Mierle Laderman Ukeles (1939) a été pendant 38 ans en « résidence artistique » dans les services d’hygiène et d’assainissement de la ville de New York.

À la fin des année soixante, la jeune artiste s’affirme au sein des turbulences sociales de cette période et prend part, au côté de la théoricienne Lucy R. Lippard, au renouvellement de l’art conceptuel. L’art de la maintenance, qu’elle défend et pratique encore aujourd’hui, rassemble ses titres de femme, féministe, mère, ouvrière, activiste sociale dans une seule mais non moins hétéroclite activité artistique.

Après la matérialité, après la maternité

Mierle Laderman Ukeles étudie au Pratt Institute de New York et oriente rapidement son travail de sculpture vers les problématiques de l’art abstrait. Ses inspirateurs ne sont autres que Marcel Duchamp, Jackson Pollock, et son collègue de classe Raphael Montañez Ortiz. À ce moment-là, elle façonne de grands rembourrages de textiles aux allures viscérales, phalliques diront d’autres, sujets d’obsession sexuelle et pornographique, selon la direction de l’école, qui lui demande au cours de son cursus de cesser prestement cette production sous condition d’expulsion. Ukeles, affectée par la violence de cette mesure coercitive si loin des questions esthétiques abandonne sa formation universitaire.

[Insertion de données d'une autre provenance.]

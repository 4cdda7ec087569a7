// crates/oracle-catalog/src/bins.rs
// ============================================================================
// Module: Bin Specification
// Description: Validation and value-to-bin mapping for binned_continuous events.
// Purpose: Map numeric simulation/compiled-intel values onto a catalog's
//          declared bin identifiers, deterministically and without gaps.
// Dependencies: oracle-core, serde
// ============================================================================

//! ## Overview
//! A `binned_continuous` event partitions a numeric domain into named bins.
//! This module validates that partition (no overlaps, no gaps, at least two
//! bins) and maps a resolved numeric value onto the first bin that contains
//! it, in definition order.

// ============================================================================
// SECTION: Imports
// ============================================================================

use std::collections::BTreeSet;

use serde::Deserialize;
use serde::Serialize;

// ============================================================================
// SECTION: Types
// ============================================================================

/// A single bin boundary definition.
#[derive(Debug, Clone, PartialEq, Serialize, Deserialize)]
pub struct BinDef {
    /// Bin identifier; must match one of the event's non-`UNKNOWN` outcomes.
    pub bin_id: String,
    /// Human-readable label.
    pub label: String,
    /// Inclusive/exclusive lower bound; `None` means unbounded below.
    #[serde(default)]
    pub min: Option<f64>,
    /// Inclusive/exclusive upper bound; `None` means unbounded above.
    #[serde(default)]
    pub max: Option<f64>,
    /// Whether `min` itself belongs to this bin. Defaults to `true`.
    #[serde(default = "default_include_min")]
    pub include_min: bool,
    /// Whether `max` itself belongs to this bin. Defaults to `false`.
    #[serde(default)]
    pub include_max: bool,
}

const fn default_include_min() -> bool {
    true
}

/// A full bin specification for a `binned_continuous` event.
#[derive(Debug, Clone, PartialEq, Serialize, Deserialize)]
pub struct BinSpec {
    /// Bins in definition order. Order determines first-match-wins semantics.
    pub bins: Vec<BinDef>,
}

/// Reasons `value_to_bin` can fail to produce a concrete bin.
#[derive(Debug, Clone, Copy, PartialEq, Eq)]
pub enum BinMapError {
    /// The input value was absent.
    MissingValue,
    /// The input value could not be parsed as a finite number.
    InvalidNumericValue,
    /// The value did not fall inside any declared bin.
    OutOfRange,
}

impl BinMapError {
    /// The original system's stable string tag for this failure reason.
    #[must_use]
    pub const fn reason_code(self) -> &'static str {
        match self {
            Self::MissingValue => "missing_value",
            Self::InvalidNumericValue => "invalid_numeric_value",
            Self::OutOfRange => "out_of_range",
        }
    }
}

// ============================================================================
// SECTION: Validation
// ============================================================================

/// Validates a bin specification, returning every error found (not just the
/// first), matching the original system's accumulate-then-report behavior.
#[must_use]
pub fn validate_bin_spec(spec: &BinSpec) -> Vec<String> {
    let mut errors = Vec::new();

    if spec.bins.is_empty() {
        errors.push("bin_spec must contain 'bins' array".to_string());
        return errors;
    }

    if spec.bins.len() < 2 {
        errors.push("bin_spec must have at least 2 bins".to_string());
        return errors;
    }

    let mut seen_ids = BTreeSet::new();
    for bin in &spec.bins {
        if !seen_ids.insert(bin.bin_id.as_str()) {
            errors.push(format!("duplicate bin_id: {}", bin.bin_id));
        }
    }

    if bins_have_overlap(spec) {
        errors.push("bins have overlapping ranges".to_string());
    }

    if bins_have_gaps(spec) {
        errors.push("bins have gaps in coverage".to_string());
    }

    errors
}

/// Checks whether any two bins in `spec` could both match the same value.
#[must_use]
pub fn bins_have_overlap(spec: &BinSpec) -> bool {
    if spec.bins.len() < 2 {
        return false;
    }
    for i in 0 .. spec.bins.len() {
        for j in (i + 1) .. spec.bins.len() {
            if ranges_overlap(&spec.bins[i], &spec.bins[j]) {
                return true;
            }
        }
    }
    false
}

fn ranges_overlap(r1: &BinDef, r2: &BinDef) -> bool {
    let r1_min = r1.min.unwrap_or(f64::NEG_INFINITY);
    let r1_max = r1.max.unwrap_or(f64::INFINITY);
    let r2_min = r2.min.unwrap_or(f64::NEG_INFINITY);
    let r2_max = r2.max.unwrap_or(f64::INFINITY);

    if r1_max < r2_min {
        return false;
    }
    if (r1_max - r2_min).abs() < f64::EPSILON && r1_max == r2_min {
        return r1.include_max && r2.include_min;
    }

    if r2_max < r1_min {
        return false;
    }
    if r2_max == r1_min {
        return r2.include_max && r1.include_min;
    }

    true
}

/// Checks whether `spec`'s bins leave any value in the domain uncovered.
#[must_use]
pub fn bins_have_gaps(spec: &BinSpec) -> bool {
    if spec.bins.len() < 2 {
        return false;
    }

    #[derive(Clone, Copy)]
    struct Boundary {
        value: f64,
        is_max: bool,
        inclusive: bool,
    }

    let mut boundaries: Vec<Boundary> = Vec::new();
    for bin in &spec.bins {
        if let Some(min) = bin.min {
            boundaries.push(Boundary {
                value: min,
                is_max: false,
                inclusive: bin.include_min,
            });
        }
        if let Some(max) = bin.max {
            boundaries.push(Boundary {
                value: max,
                is_max: true,
                inclusive: bin.include_max,
            });
        }
    }

    if boundaries.is_empty() {
        return false;
    }

    boundaries.sort_by(|a, b| a.value.partial_cmp(&b.value).unwrap_or(std::cmp::Ordering::Equal));

    let mut sorted_values: Vec<f64> = boundaries.iter().map(|b| b.value).collect();
    sorted_values.dedup_by(|a, b| (*a - *b).abs() < f64::EPSILON);

    for (idx, &v) in sorted_values.iter().enumerate() {
        let group: Vec<&Boundary> =
            boundaries.iter().filter(|b| (b.value - v).abs() < f64::EPSILON).collect();
        let has_inclusive_max = group.iter().any(|b| b.is_max && b.inclusive);
        let has_inclusive_min = group.iter().any(|b| !b.is_max && b.inclusive);
        let has_exclusive_max = group.iter().any(|b| b.is_max && !b.inclusive);
        let has_exclusive_min = group.iter().any(|b| !b.is_max && !b.inclusive);

        if has_exclusive_max && has_exclusive_min && !has_inclusive_max && !has_inclusive_min {
            return true;
        }

        if let Some(&next_v) = sorted_values.get(idx + 1) {
            let covered = spec.bins.iter().any(|bin| {
                let effective_min = bin.min.unwrap_or(f64::NEG_INFINITY);
                let effective_max = bin.max.unwrap_or(f64::INFINITY);
                effective_max > v && effective_min < next_v
            });
            if !covered {
                return true;
            }
        }
    }

    false
}

// ============================================================================
// SECTION: Mapping
// ============================================================================

/// Maps a resolved numeric value to a bin identifier.
///
/// Checks bins in definition order; the first bin whose bounds contain
/// `value` wins. Returns [`BinMapError`] when `value` is absent, not
/// numeric, or matches no bin.
pub fn value_to_bin(value: Option<f64>, spec: &BinSpec) -> Result<&str, BinMapError> {
    let value = match value {
        None => return Err(BinMapError::MissingValue),
        Some(v) if v.is_nan() => return Err(BinMapError::InvalidNumericValue),
        Some(v) => v,
    };

    for bin in &spec.bins {
        if let Some(min) = bin.min {
            if bin.include_min {
                if value < min {
                    continue;
                }
            } else if value <= min {
                continue;
            }
        }
        if let Some(max) = bin.max {
            if bin.include_max {
                if value > max {
                    continue;
                }
            } else if value >= max {
                continue;
            }
        }
        return Ok(bin.bin_id.as_str());
    }

    Err(BinMapError::OutOfRange)
}

/// Looks up a bin definition by its identifier.
#[must_use]
pub fn get_bin_by_id<'a>(spec: &'a BinSpec, bin_id: &str) -> Option<&'a BinDef> {
    spec.bins.iter().find(|b| b.bin_id == bin_id)
}

/// Returns all bin identifiers in definition order.
#[must_use]
pub fn get_bin_ids(spec: &BinSpec) -> Vec<&str> {
    spec.bins.iter().map(|b| b.bin_id.as_str()).collect()
}

// ============================================================================
// SECTION: Tests
// ============================================================================

#[cfg(test)]
mod tests {
    #![allow(
        clippy::unwrap_used,
        clippy::expect_used,
        clippy::panic,
        reason = "test-only assertions"
    )]
    use super::*;

    fn three_bin_spec() -> BinSpec {
        BinSpec {
            bins: vec![
                BinDef {
                    bin_id: "low".into(),
                    label: "Low".into(),
                    min: None,
                    max: Some(0.0),
                    include_min: true,
                    include_max: false,
                },
                BinDef {
                    bin_id: "mid".into(),
                    label: "Mid".into(),
                    min: Some(0.0),
                    max: Some(10.0),
                    include_min: true,
                    include_max: false,
                },
                BinDef {
                    bin_id: "high".into(),
                    label: "High".into(),
                    min: Some(10.0),
                    max: None,
                    include_min: true,
                    include_max: true,
                },
            ],
        }
    }

    #[test]
    fn valid_partition_has_no_overlap_or_gaps() {
        let spec = three_bin_spec();
        assert!(!bins_have_overlap(&spec));
        assert!(!bins_have_gaps(&spec));
        assert!(validate_bin_spec(&spec).is_empty());
    }

    #[test]
    fn value_to_bin_first_match_wins() {
        let spec = three_bin_spec();
        assert_eq!(value_to_bin(Some(-5.0), &spec), Ok("low"));
        assert_eq!(value_to_bin(Some(0.0), &spec), Ok("mid"));
        assert_eq!(value_to_bin(Some(9.999), &spec), Ok("mid"));
        assert_eq!(value_to_bin(Some(10.0), &spec), Ok("high"));
        assert_eq!(value_to_bin(Some(1000.0), &spec), Ok("high"));
    }

    #[test]
    fn value_to_bin_missing_value() {
        let spec = three_bin_spec();
        assert_eq!(value_to_bin(None, &spec), Err(BinMapError::MissingValue));
    }

    #[test]
    fn overlapping_bins_are_detected() {
        let mut spec = three_bin_spec();
        spec.bins[1].max = Some(15.0); // now overlaps with "high"
        assert!(bins_have_overlap(&spec));
    }

    #[test]
    fn gap_between_bins_is_detected() {
        let mut spec = three_bin_spec();
        spec.bins[1].max = Some(5.0); // leaves [5, 10) uncovered
        assert!(bins_have_gaps(&spec));
    }

    #[test]
    fn fewer_than_two_bins_is_invalid() {
        let spec = BinSpec {
            bins: vec![BinDef {
                bin_id: "only".into(),
                label: "Only".into(),
                min: None,
                max: None,
                include_min: true,
                include_max: false,
            }],
        };
        let errors = validate_bin_spec(&spec);
        assert_eq!(errors.len(), 1);
        assert!(errors[0].contains("at least 2 bins"));
    }

    #[test]
    fn duplicate_bin_ids_are_reported() {
        let mut spec = three_bin_spec();
        spec.bins[2].bin_id = "mid".to_string();
        let errors = validate_bin_spec(&spec);
        assert!(errors.iter().any(|e| e.contains("duplicate bin_id")));
    }

    #[test]
    fn out_of_range_value_with_no_overflow_bin() {
        let spec = BinSpec {
            bins: vec![
                BinDef {
                    bin_id: "a".into(),
                    label: "A".into(),
                    min: Some(0.0),
                    max: Some(5.0),
                    include_min: true,
                    include_max: false,
                },
                BinDef {
                    bin_id: "b".into(),
                    label: "B".into(),
                    min: Some(5.0),
                    max: Some(10.0),
                    include_min: true,
                    include_max: true,
                },
            ],
        };
        assert_eq!(value_to_bin(Some(100.0), &spec), Err(BinMapError::OutOfRange));
    }
}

« Conversation : Mierle Laderman Ukeles with Maya Harakawa », The Brooklyn Rail, 4 octobre 2016.

La sculpture la préoccupe une brève période à son installation dans le Colorado, puis les formes qu’elle fabrique commencent à l’encombrer. « La matérialité est devenu un poids : au lieu d’être un moyen d’expression, elle est devenue quelque chose dont il fallait s’occuper. » Elle se tourne plusieurs années vers des sculptures gonflables géantes et en 1967 vint un bébé. La vie quotidienne de l’artiste est alors partagée entre un temps d’atelier et un temps domestique. Le passage de l’un à l’autre pose problème : le plaisir d’un temps avec l’enfant rencontre à nouveau les contraintes concrètes de la surveillance et du soin, contournées quelques années auparavant dans sa production d’œuvres. L’artiste résout l’antagonisme qui la tiraille ainsi :

Ibid.

« Qu’il s’agisse d’un enfant, d’une institution ou d’une ville, c’est la même chose : si on veut qu’ils se développent, on doit faire beaucoup de maintenance, énormément de maintenance. »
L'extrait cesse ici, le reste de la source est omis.